Que faire en cas de «burnout» pour vous ou l’un de vos proches ? Cette plaquette d’information vous informe :
http://www.technologia.fr/blog/wp-content/uploads/2014/09/4page[…]
Quelle est actuellement votre activité professionnelle et quels services y proposez-vous ?
Je suis à la fois écrivain public, biographe, correctrice et formatrice en langue étrangère. J’aide les particuliers à rédiger des lettres, j’écris leur autobiographie, j’anime des ateliers d’écriture dans les médiathèques, les associations et en milieu scolaire, je fais de la correction et de la rédaction pour des sites web et des éditeurs, je présente des ouvrages de sciences humaines dans une revue, et enfin, j’assure de temps en temps des cours de français aux étrangers.
J’ai créé mon auto-entreprise en 2012 :
Par les Chemins de Plume :
http://parlescheminsdeplume.fr
J’ai aussi ma page facebook pour cette activité :
https://www.facebook.com/parlescheminsdeplume
Devenir adhérent d’Aide aux Profs, ça signifie quoi selon vous ? Que pensez-vous apporter à votre tour à ce dispositif ?

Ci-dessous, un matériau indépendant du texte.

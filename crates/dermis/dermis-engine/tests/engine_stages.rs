//! The init driver walking the kernel from registration to operation.
//!
//! ```bash
//! cargo test -p dermis-engine --test engine_stages -- --nocapture
//! ```

use dermis_config::DermisConfig;
use dermis_core::{
    AcquisitionMode, DeviceDriver, DeviceRegistration, Error, Fill, FrameView, LayerDetails,
    LayerId, SensorId, SlotWriter, SystemState,
};
use dermis_engine::{DermisEngine, reclaim_stale};
use dermis_icc::{ProcessRegistry, ResourceRegistry};
use std::io::Write;
use std::sync::Arc;
use std::sync::atomic::{AtomicU64, Ordering};
use std::thread;
use std::time::{Duration, Instant};

macro_rules! log {
    ($($arg:tt)*) => {{
        let _ = writeln!(std::io::stderr(), $($arg)*);
        let _ = std::io::stderr().flush();
    }};
}

/// One layer of four sensors counting frames.
struct Counter;

impl DeviceDriver for Counter {
    fn details(&self, _layer: usize) -> LayerDetails {
        LayerDetails {
            name: "counter".into(),
            sensor_count: 4,
            module_count: 1,
            patch_count: 1,
            acquisition_rate: 200,
            buffer_count: 3,
        }
    }

    fn filler(&self, _layer: usize) -> Box<dyn Fill> {
        let mut frame = 0u16;
        Box::new(move |slot: &SlotWriter<'_>, map: &[SensorId]| {
            frame = frame.wrapping_add(1);
            for pos in 0..map.len() {
                slot.set(pos, frame);
            }
            Ok(())
        })
    }
}

fn counter() -> DeviceRegistration {
    DeviceRegistration {
        name: "counter".into(),
        layer_count: 1,
        sensor_count: 4,
        module_count: 1,
        patch_count: 1,
        driver: Arc::new(Counter),
    }
}

fn config(skip: bool) -> DermisConfig {
    DermisConfig {
        max_thread_delay_ms: 10,
        stop_grace_ms: 300,
        skip_calibration: skip,
        skip_regionalization: skip,
        ..DermisConfig::default()
    }
}

fn wait_state(engine: &DermisEngine, want: SystemState) {
    let deadline = Instant::now() + Duration::from_secs(2);
    while engine.state() != want {
        assert!(
            Instant::now() < deadline,
            "stuck in {:?} waiting for {want:?}",
            engine.state()
        );
        thread::sleep(Duration::from_millis(5));
    }
}

#[test]
fn skipped_phases_reach_operation_after_devs() {
    let engine = DermisEngine::start(&config(true), ProcessRegistry::new()).unwrap();
    assert_eq!(engine.state(), SystemState::ReadyForSources);
    engine.kernel().register_device(counter()).unwrap();
    engine.command("devs");
    engine
        .wait_operational(Some(Duration::from_secs(2)))
        .unwrap();

    let frames = Arc::new(AtomicU64::new(0));
    let seen = Arc::clone(&frames);
    let reader = engine
        .kernel()
        .attach_reader(
            LayerId(0),
            AcquisitionMode::Asap,
            Box::new(move |f: &FrameView<'_>| {
                if f.timestamp_ns() > 0 {
                    seen.fetch_add(1, Ordering::Relaxed);
                }
            }),
        )
        .unwrap();
    let deadline = Instant::now() + Duration::from_secs(2);
    while frames.load(Ordering::Relaxed) < 3 {
        assert!(Instant::now() < deadline, "reader saw no frames");
        thread::sleep(Duration::from_millis(5));
    }
    assert!(reader.stop());

    let status = engine.status();
    log!("{:?}", status.layers);
    assert_eq!(status.phase, "op");
    assert!(status.layers[0].frames > 0);
    assert_eq!(engine.shutdown(), 0);
}

#[test]
fn operators_end_each_phase() {
    let engine = DermisEngine::start(&config(false), ProcessRegistry::new()).unwrap();
    engine.kernel().register_device(counter()).unwrap();
    engine.command("clbr");
    assert_eq!(engine.state(), SystemState::ReadyForSources);

    engine.command("devs");
    wait_state(&engine, SystemState::Calibrating);
    assert_eq!(
        engine.wait_operational(Some(Duration::from_millis(30))),
        Err(Error::Fail)
    );
    engine.command("clbr");
    wait_state(&engine, SystemState::Regionalizing);
    engine.command("rgn");
    engine
        .wait_operational(Some(Duration::from_secs(2)))
        .unwrap();
    assert_eq!(engine.kernel().layout().unwrap().regions.regions.len(), 1);
    engine.shutdown();
}

#[test]
fn no_devices_fails_the_build() {
    let engine = DermisEngine::start(&config(true), ProcessRegistry::new()).unwrap();
    engine.command("devs");
    assert_eq!(
        engine.wait_operational(Some(Duration::from_secs(2))),
        Err(Error::TooLate)
    );
    assert_eq!(engine.state(), SystemState::Failed);
    assert_eq!(engine.status().phase, "fail");
    assert_eq!(
        engine.kernel().register_device(counter()).err(),
        Some(Error::TooLate)
    );
}

#[test]
fn shutdown_before_devs_stops_the_driver() {
    let engine = DermisEngine::start(&config(false), ProcessRegistry::new()).unwrap();
    let kernel = Arc::clone(engine.kernel());
    assert_eq!(engine.shutdown(), 0);
    assert_eq!(kernel.state(), SystemState::Exiting);
}

#[test]
fn stale_names_are_reclaimed_at_start() {
    let registry = ProcessRegistry::new();
    let _stale = registry.alloc("SKND0", 64).unwrap();
    let _lock = registry.alloc_rwlock("SKNL00").unwrap();
    let _foreign = registry.alloc("not-ours", 64).unwrap();

    assert_eq!(reclaim_stale(&*registry), 2);
    assert!(registry.name_available("SKND0"));
    assert!(!registry.name_available("not-ours"));

    let _again = registry.alloc("SKND1", 64).unwrap();
    let engine = DermisEngine::start(&config(true), Arc::clone(&registry) as Arc<dyn ResourceRegistry>).unwrap();
    assert!(registry.name_available("SKND1"));
    drop(engine);
}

Devenir adhérente d’Aide aux Profs, c’est avant tout faire partager mon expérience à d’autres, montrer que oui, il est possible de se reconvertir, et que c’est même selon moi une décision sensée, lorsque l’on ne supporte plus le métier d’enseignant. Depuis trois ans, je reçois régulièrement des demandes de personnes qui se posent la question de la reconversion et j’aime être à leur écoute pour y répondre.
Au-delà de la problématique enseignante, je suis persuadée que le monde irait mieux si chacun réussissait à trouver la place qui lui convient et à oser. J’avais failli un temps me reconvertir dans la relation d’aide et je pense que cette activité me permet d’assouvir cette envie. Il s’agit de témoigner, sans juger ou imposer ses convictions et j’aime pratiquer cette forme d’aide.